## What to produce:
Could you filter the listing for lines with the word "DefaultMakeSpan" and return them?

## Extracted entries:
--------

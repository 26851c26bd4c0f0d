/// Application state and router builder
///
/// # Example
///
/// ```no_run
/// use taskboard_api::{app::{build_router, AppState}, config::Config};
/// use sqlx::PgPool;
///
/// # async fn example() -> anyhow::Result<()> {
/// let config = Config::from_env()?;
/// let pool = PgPool::connect(&config.database.url).await?;
/// let app = build_router(AppState::new(pool, config));
///
/// let listener = tokio::net::TcpListener::bind("0.0.0.0:5000").await?;
/// axum::serve(listener, app).await?;
/// # Ok(())
/// # }
/// ```

use crate::{
    config::Config,
    error::ApiError,
    messages,
    middleware::{
        error_detail::ErrorDetailLayer,
        session::{protect, require_admin},
    },
    routes,
};
use axum::{
    extract::DefaultBodyLimit,
    http::{header, HeaderValue, Method},
    middleware::{from_fn, from_fn_with_state},
    routing::{get, post},
    Router,
};
use sqlx::PgPool;
use std::{sync::Arc, time::Duration};
use tower_http::{
    cors::CorsLayer,
    services::ServeDir,
    trace::{DefaultMakeSpan, DefaultOnResponse, TraceLayer},
};
use tracing::Level;

/// Shared application state, cloned into every handler
#[derive(Clone)]
pub struct AppState {
    pub db: PgPool,
    pub config: Arc<Config>,
}

impl AppState {
    pub fn new(db: PgPool, config: Config) -> Self {
        Self {
            db,
            config: Arc::new(config),
        }
    }

    pub fn jwt_secret(&self) -> &str {
        &self.config.jwt.secret
    }
}

/// Builds the complete router
///
/// ```text
/// /
/// ├── GET  /                          # liveness
/// ├── GET  /health                    # health report
/// ├── GET  /uploads/*                 # stored files
/// └── /api
///     ├── /auth
///     │   ├── POST /register
///     │   ├── POST /login
///     │   ├── POST /logout
///     │   └── GET  /me                # session
///     ├── /tasks                      # session
///     │   ├── GET|POST /
///     │   ├── POST /bulk
///     │   ├── GET|PUT|DELETE /:id
///     │   └── POST /:id/comments
///     ├── /users                      # session + admin
///     │   ├── GET /
///     │   └── GET|PUT|DELETE /:id
///     ├── GET  /analytics/dashboard   # session
///     └── POST /upload                # session
/// ```
///
/// # Middleware Stack
///
/// Outermost first: CORS, request tracing, error detail (development
/// only), then the per-router session and admin gates.
pub fn build_router(state: AppState) -> Router {
    let session = || from_fn_with_state(state.clone(), protect);

    let auth_routes = Router::new()
        .route("/me", get(routes::auth::me))
        .route_layer(session())
        .route("/register", post(routes::auth::register))
        .route("/login", post(routes::auth::login))
        .route("/logout", post(routes::auth::logout));

    let task_routes = Router::new()
        .route(
            "/",
            get(routes::tasks::list_tasks).post(routes::tasks::create_task),
        )
        .route("/bulk", post(routes::tasks::bulk_create_tasks))
        .route(
            "/:id",
            get(routes::tasks::get_task)
                .put(routes::tasks::update_task)
                .delete(routes::tasks::delete_task),
        )
        .route("/:id/comments", post(routes::tasks::add_comment))
        .route_layer(session());

    // route_layer: the last one added runs first
    let user_routes = Router::new()
        .route("/", get(routes::users::list_users))
        .route(
            "/:id",
            get(routes::users::get_user)
                .put(routes::users::update_user)
                .delete(routes::users::delete_user),
        )
        .route_layer(from_fn(require_admin))
        .route_layer(session());

    let analytics_routes = Router::new()
        .route("/dashboard", get(routes::analytics::dashboard))
        .route_layer(session());

    let upload_routes = Router::new()
        .route("/", post(routes::uploads::upload_file))
        .route_layer(session())
        .layer(DefaultBodyLimit::max(state.config.upload.max_bytes));

    let api_routes = Router::new()
        .nest("/auth", auth_routes)
        .nest("/tasks", task_routes)
        .nest("/users", user_routes)
        .nest("/analytics", analytics_routes)
        .nest("/upload", upload_routes);

    let cors = if state.config.cors_permissive() {
        // Credentials cannot be combined with a wildcard origin
        CorsLayer::very_permissive()
    } else {
        let origins: Vec<HeaderValue> = state
            .config
            .api
            .cors_origins
            .iter()
            .filter_map(|origin| origin.parse().ok())
            .collect();

        CorsLayer::new()
            .allow_origin(origins)
            .allow_methods([
                Method::GET,
                Method::POST,
                Method::PUT,
                Method::DELETE,
                Method::OPTIONS,
            ])
            .allow_headers([header::CONTENT_TYPE, header::ACCEPT])
            .allow_credentials(true)
            .max_age(Duration::from_secs(3600))
    };

    Router::new()
        .route("/", get(routes::health::root))
        .route("/health", get(routes::health::health_check))
        .nest("/api", api_routes)
        .nest_service("/uploads", ServeDir::new(&state.config.upload.dir))
        .fallback(not_found)
        .layer(ErrorDetailLayer::new(!state.config.api.production))
        .layer(
            TraceLayer::new_for_http()
                .make_span_with(DefaultMakeSpan::new().level(Level::INFO))
                .on_response(DefaultOnResponse::new().level(Level::INFO)),
        )
        .layer(cors)
        .with_state(state)
}

async fn not_found() -> ApiError {
    ApiError::NotFound(messages::ROUTE_NOT_FOUND.to_string())
}

#[cfg(test)]
mod tests {
    use super::*;
    use crate::config::{ApiConfig, DatabaseConfig, JwtConfig, UploadConfig};
    use axum::{
        body::{to_bytes, Body},
        extract::Request,
        http::StatusCode,
    };
    use serde_json::Value;
    use taskboard_shared::db::pool::{create_lazy_pool, DatabaseConfig as PoolConfig};
    use tower::ServiceExt;

    /// Router over a pool that never connects; only routes that fail before
    /// touching the database can be exercised here
    fn offline_router(production: bool) -> Router {
        let pool = create_lazy_pool(&PoolConfig {
            url: "postgres://nobody@127.0.0.1:1/none".to_string(),
            acquire_timeout_seconds: 1,
            ..Default::default()
        })
        .unwrap();

        let config = Config {
            api: ApiConfig {
                host: "127.0.0.1".to_string(),
                port: 0,
                cors_origins: vec!["http://localhost:5173".to_string()],
                production,
            },
            database: DatabaseConfig {
                url: String::new(),
                max_connections: 1,
            },
            jwt: JwtConfig {
                secret: "router-test-secret-at-least-32-bytes".to_string(),
            },
            upload: UploadConfig {
                dir: std::env::temp_dir().join("taskboard-router-tests"),
                max_bytes: 1024,
            },
        };

        build_router(AppState::new(pool, config))
    }

    async fn send(router: Router, request: Request) -> (StatusCode, Value) {
        let response = router.oneshot(request).await.unwrap();
        let status = response.status();
        let bytes = to_bytes(response.into_body(), usize::MAX).await.unwrap();
        (status, serde_json::from_slice(&bytes).unwrap_or(Value::Null))
    }

    fn get(uri: &str) -> Request {
        Request::builder().uri(uri).body(Body::empty()).unwrap()
    }

    #[tokio::test]
    async fn test_root_is_public() {
        let (status, body) = send(offline_router(false), get("/")).await;

        assert_eq!(status, StatusCode::OK);
        assert_eq!(body["message"], messages::API_RUNNING);
        assert!(body["data"].is_null());
    }

    #[tokio::test]
    async fn test_protected_routes_need_a_session() {
        for uri in [
            "/api/tasks",
            "/api/users",
            "/api/analytics/dashboard",
            "/api/auth/me",
        ] {
            let (status, body) = send(offline_router(false), get(uri)).await;

            assert_eq!(status, StatusCode::UNAUTHORIZED, "{uri}");
            assert_eq!(body["success"], false);
            assert_eq!(body["message"], messages::UNAUTHORIZED_ACCESS);
            assert!(body["data"].is_null());
        }
    }

    #[tokio::test]
    async fn test_forged_cookie_is_rejected() {
        let request = Request::builder()
            .uri("/api/tasks")
            .header(header::COOKIE, "token=not.a.jwt")
            .body(Body::empty())
            .unwrap();

        let (status, _) = send(offline_router(false), request).await;
        assert_eq!(status, StatusCode::UNAUTHORIZED);
    }

    #[tokio::test]
    async fn test_upload_requires_session() {
        let request = Request::builder()
            .method(Method::POST)
            .uri("/api/upload")
            .body(Body::empty())
            .unwrap();

        let (status, _) = send(offline_router(false), request).await;
        assert_eq!(status, StatusCode::UNAUTHORIZED);
    }

    #[tokio::test]
    async fn test_logout_clears_cookie() {
        let request = Request::builder()
            .method(Method::POST)
            .uri("/api/auth/logout")
            .body(Body::empty())
            .unwrap();

        let response = offline_router(true).oneshot(request).await.unwrap();
        assert_eq!(response.status(), StatusCode::OK);

        let cookie = response
            .headers()
            .get(header::SET_COOKIE)
            .unwrap()
            .to_str()
            .unwrap();
        assert!(cookie.starts_with("token=;"));
        assert!(cookie.contains("Max-Age=0"));
        assert!(cookie.contains("Secure"));
    }

    #[tokio::test]
    async fn test_malformed_json_is_bad_request() {
        let request = Request::builder()
            .method(Method::POST)
            .uri("/api/auth/login")
            .header(header::CONTENT_TYPE, "application/json")
            .body(Body::from("{\"email\": "))
            .unwrap();

        let (status, body) = send(offline_router(false), request).await;
        assert_eq!(status, StatusCode::BAD_REQUEST);
        assert_eq!(body["statusCode"], 400);
    }

    #[tokio::test]
    async fn test_unknown_route() {
        let (status, body) = send(offline_router(false), get("/api/nope")).await;

        assert_eq!(status, StatusCode::NOT_FOUND);
        assert_eq!(body["message"], messages::ROUTE_NOT_FOUND);
    }

    #[tokio::test]
    async fn test_cors_preflight_allows_frontend_with_credentials() {
        let request = Request::builder()
            .method(Method::OPTIONS)
            .uri("/api/tasks")
            .header(header::ORIGIN, "http://localhost:5173")
            .header(header::ACCESS_CONTROL_REQUEST_METHOD, "GET")
            .body(Body::empty())
            .unwrap();

        let response = offline_router(false).oneshot(request).await.unwrap();
        let headers = response.headers();

        assert_eq!(
            headers.get(header::ACCESS_CONTROL_ALLOW_ORIGIN).unwrap(),
            "http://localhost:5173"
        );
        assert_eq!(
            headers.get(header::ACCESS_CONTROL_ALLOW_CREDENTIALS).unwrap(),
            "true"
        );
    }
}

--------

## Answer to this exercise:
    trace::{DefaultMakeSpan, DefaultOnResponse, TraceLayer},
                .make_span_with(DefaultMakeSpan::new().level(Level::INFO))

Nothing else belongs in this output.